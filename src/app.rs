//! Session runners.
//!
//! Builds the page from [`Config`] and drives it either interactively or as
//! a one-shot command.

use crate::application::services::{RequesterSettings, RequesterState, ShortLinkRequester};
use crate::config::{ClipboardMode, Config};
use crate::domain::entities::Theme;
use crate::domain::ports::ClipboardService;
use crate::infrastructure::clipboard::{NullClipboard, SystemClipboard};
use crate::infrastructure::http::HttpShortenerApi;
use crate::infrastructure::qr::PngQrEncoder;
use crate::state::AppState;
use crate::ui::animation::Reveal;
use crate::ui::components::analytics_panel;
use crate::ui::style::{Palette, paint};
use crate::ui::{Page, PageDeps, PageOptions};

use anyhow::{Context, Result};
use colored::*;
use dialoguer::Input;
use std::io::{self, Write};
use std::path::PathBuf;
use std::sync::Arc;
use std::time::Duration;

const HELP: &str = "\
  <url>          Shorten a URL
  :copy          Copy the short URL to the clipboard
  :qr [path]     Save the QR code as PNG
  :theme [name]  Toggle the theme, or switch to light/dark
  :help          Show this help
  :quit          Leave (Ctrl-C works too)";

/// How an interactive session ended.
#[derive(Debug, Clone, Copy, PartialEq, Eq)]
pub enum SessionEnd {
    Quit,
    Interrupted,
}

/// One line of interactive input.
#[derive(Debug, Clone, PartialEq, Eq)]
pub enum SessionCommand {
    Submit(String),
    /// Toggle, or switch to the given theme.
    Theme(Option<Theme>),
    Copy,
    Download(Option<PathBuf>),
    Help,
    Quit,
    /// Blank line; re-renders the page.
    Empty,
    Unknown(String),
}

impl SessionCommand {
    pub fn parse(line: &str) -> Self {
        let line = line.trim();
        if line.is_empty() {
            return Self::Empty;
        }

        let Some(command) = line.strip_prefix(':') else {
            return Self::Submit(line.to_string());
        };

        let (name, arg) = match command.split_once(char::is_whitespace) {
            Some((name, arg)) => (name, arg.trim()),
            None => (command, ""),
        };

        match name.to_ascii_lowercase().as_str() {
            "theme" | "t" if arg.is_empty() => Self::Theme(None),
            "theme" | "t" => match arg.parse() {
                Ok(theme) => Self::Theme(Some(theme)),
                Err(_) => Self::Unknown(line.to_string()),
            },
            "copy" | "c" => Self::Copy,
            "qr" | "download" => {
                Self::Download((!arg.is_empty()).then(|| PathBuf::from(arg)))
            }
            "help" | "h" | "?" => Self::Help,
            "quit" | "q" | "exit" => Self::Quit,
            _ => Self::Unknown(line.to_string()),
        }
    }
}

/// Builds the adapters selected by `config`.
///
/// With `hold_clipboard`, copies block until another program takes over the
/// clipboard, so a process about to exit does not take the link with it.
///
/// # Errors
///
/// Returns an error if the HTTP client cannot be constructed.
pub fn build_deps(config: &Config, hold_clipboard: bool) -> Result<PageDeps> {
    let api = Arc::new(
        HttpShortenerApi::new(&config.api_base_url, config.http_timeout())
            .context("Failed to build HTTP client")?,
    );

    let clipboard: Arc<dyn ClipboardService> = match config.clipboard {
        ClipboardMode::System if hold_clipboard => {
            tracing::debug!("Clipboard enabled (system, held until replaced)");
            Arc::new(SystemClipboard::holding())
        }
        ClipboardMode::System => {
            tracing::debug!("Clipboard enabled (system)");
            Arc::new(SystemClipboard::new())
        }
        ClipboardMode::Disabled => {
            tracing::debug!("Clipboard disabled (NullClipboard)");
            Arc::new(NullClipboard::new())
        }
    };

    Ok(PageDeps {
        link_api: api.clone(),
        analytics_api: api,
        qr_encoder: Arc::new(PngQrEncoder::default()),
        clipboard,
    })
}

pub fn page_options(config: &Config) -> PageOptions {
    PageOptions {
        requester: RequesterSettings {
            qr_reveal_delay: Duration::from_millis(config.qr_reveal_delay_ms),
            copied_reset: Duration::from_millis(config.copied_reset_ms),
        },
        analytics_animation_delay: Duration::from_millis(config.analytics_animation_delay_ms),
        toast_auto_close: Duration::from_millis(config.toast_auto_close_ms),
    }
}

/// Builds an unmounted page wired to the real adapters.
pub fn build_page(config: &Config, options: PageOptions, hold_clipboard: bool) -> Result<Page> {
    let deps = build_deps(config, hold_clipboard)?;
    let (state, toasts) = AppState::new(config.initial_theme);
    Ok(Page::new(state, toasts, deps, options))
}

/// Runs the interactive page until `:quit` or Ctrl-C.
///
/// # Flow
///
/// 1. Mount the page (analytics load starts in the background)
/// 2. Render it, revealing sections one by one when animations are on
/// 3. Read a command, apply it, re-render with the current toast stack
pub async fn run_page(config: Config) -> Result<SessionEnd> {
    let mut page = build_page(&config, page_options(&config), false)?;
    let _analytics = page.mount();

    let reveal = if config.animations {
        Reveal::default()
    } else {
        Reveal::disabled()
    };
    reveal.play(&page.sections(), &mut io::stdout()).await?;

    let end = loop {
        let line = tokio::select! {
            line = read_line() => match line? {
                Some(line) => line,
                None => break SessionEnd::Interrupted,
            },
            _ = tokio::signal::ctrl_c() => break SessionEnd::Interrupted,
        };

        match SessionCommand::parse(&line) {
            SessionCommand::Submit(url) => tokio::select! {
                _ = submit(&mut page, &url) => {}
                _ = tokio::signal::ctrl_c() => break SessionEnd::Interrupted,
            },
            SessionCommand::Theme(None) => {
                let theme = page.toggle_theme();
                tracing::debug!(%theme, "Theme toggled");
            }
            SessionCommand::Theme(Some(theme)) => {
                page.set_theme(theme);
                tracing::debug!(%theme, "Theme set");
            }
            SessionCommand::Copy => {
                if let Err(e) = page.requester().copy().await {
                    tracing::debug!(code = e.code(), "Copy failed: {}", e);
                }
            }
            SessionCommand::Download(path) => {
                let path = path.unwrap_or_else(|| config.qr_output_path.clone());
                if let Err(e) = page.requester().download_qr(&path).await {
                    tracing::debug!(code = e.code(), "Download failed: {}", e);
                }
            }
            SessionCommand::Help => {
                println!("{}", HELP);
                continue;
            }
            SessionCommand::Quit => break SessionEnd::Quit,
            SessionCommand::Empty => {}
            SessionCommand::Unknown(input) => {
                println!("{} {}", "Unknown command:".yellow(), input);
                println!("{}", HELP);
                continue;
            }
        }

        print_page(&mut page);
    };

    page.teardown();
    Ok(end)
}

/// Submits `url`, rendering the intermediate "Preparing QR code" state.
async fn submit(page: &mut Page, url: &str) {
    let requester = Arc::clone(page.requester());
    let mut view = requester.subscribe();
    let shorten = requester.shorten(url);
    tokio::pin!(shorten);

    loop {
        tokio::select! {
            result = &mut shorten => {
                if let Err(e) = result {
                    tracing::debug!(code = e.code(), "Submission ended: {}", e);
                }
                return;
            }
            changed = view.changed() => {
                if changed.is_err() {
                    let _ = (&mut shorten).await;
                    return;
                }
                let pending = view.borrow_and_update().state == RequesterState::QrPending;
                if pending {
                    print_page(page);
                }
            }
        }
    }
}

/// Pulls pending toasts into the page and prints it.
fn print_page(page: &mut Page) {
    page.pump_toasts();
    println!();
    println!("{}", page.render());
}

/// One-shot commands have no page on screen, so toasts print as they arrive.
fn print_toasts(page: &mut Page) {
    for toast in page.pump_toasts() {
        println!("{toast}");
    }
}

/// Reads one line from the prompt. `None` means the user pressed Ctrl-C.
async fn read_line() -> Result<Option<String>> {
    let input = tokio::task::spawn_blocking(|| {
        Input::<String>::new()
            .with_prompt("URL or :command")
            .allow_empty(true)
            .interact_text()
    })
    .await
    .context("Input task failed")?;

    prompt_outcome(input)
}

/// The prompt reads in raw mode, where Ctrl-C arrives as an interrupted
/// read instead of a signal.
fn prompt_outcome(input: Result<String, dialoguer::Error>) -> Result<Option<String>> {
    match input {
        Ok(line) => Ok(Some(line)),
        Err(dialoguer::Error::IO(e)) if e.kind() == io::ErrorKind::Interrupted => Ok(None),
        Err(e) => Err(e).context("Failed to read input"),
    }
}

/// Shortens one URL and prints the result.
///
/// The copy runs last: on Linux the process keeps serving the clipboard
/// until another program replaces its contents.
///
/// # Errors
///
/// Returns an error if the URL is invalid, the backend fails, or a
/// requested copy/save does not succeed.
pub async fn run_shorten(
    config: Config,
    url: String,
    copy: bool,
    save_qr: Option<PathBuf>,
    no_qr: bool,
) -> Result<()> {
    let mut options = page_options(&config);
    options.requester.qr_reveal_delay = Duration::ZERO;

    let mut page = build_page(&config, options, copy)?;
    let requester = Arc::clone(page.requester());

    let outcome = shorten_and_save(&requester, &url, save_qr).await;
    print_toasts(&mut page);

    let short_url = outcome?;
    let palette = Palette::for_theme(page.state().theme.current());
    println!();
    println!(
        "{} {}",
        "Short URL:".bold(),
        paint(&short_url, palette.link).underline()
    );

    if !no_qr && let Some(qr) = requester.view().qr {
        println!();
        println!("{}", qr.terminal);
    }

    if copy {
        if cfg!(target_os = "linux") && config.clipboard == ClipboardMode::System {
            eprintln!(
                "{}",
                "Holding the clipboard until it is replaced (Ctrl-C to stop)".dimmed()
            );
        }
        let copied = requester.copy().await;
        print_toasts(&mut page);
        copied?;
    }

    page.teardown();
    Ok(())
}

async fn shorten_and_save(
    requester: &ShortLinkRequester,
    url: &str,
    save_qr: Option<PathBuf>,
) -> Result<String> {
    let result = requester.shorten(url).await?;

    if let Some(path) = save_qr {
        requester.download_qr(&path).await?;
    }

    Ok(result.short_url)
}

/// Loads the analytics summary once and prints the chart.
pub async fn run_summary(config: Config) -> Result<()> {
    let mut options = page_options(&config);
    options.analytics_animation_delay = Duration::ZERO;

    let page = build_page(&config, options, false)?;
    if let Some(handle) = page.mount() {
        handle.await.context("Analytics task failed")?;
    }

    let view = page.analytics().view();
    let palette = Palette::for_theme(page.state().theme.current());
    println!("{}", analytics_panel::render(&view, &palette));

    if view.shares.is_empty() {
        println!();
        println!("{}", "No analytics data available".yellow());
    }

    page.teardown();
    io::stdout().flush()?;
    Ok(())
}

+---+

From the entries above, copy each line that holds "HttpShortenerApi".

use crate::infrastructure::http::HttpShortenerApi;
        HttpShortenerApi::new(&config.api_base_url, config.http_timeout())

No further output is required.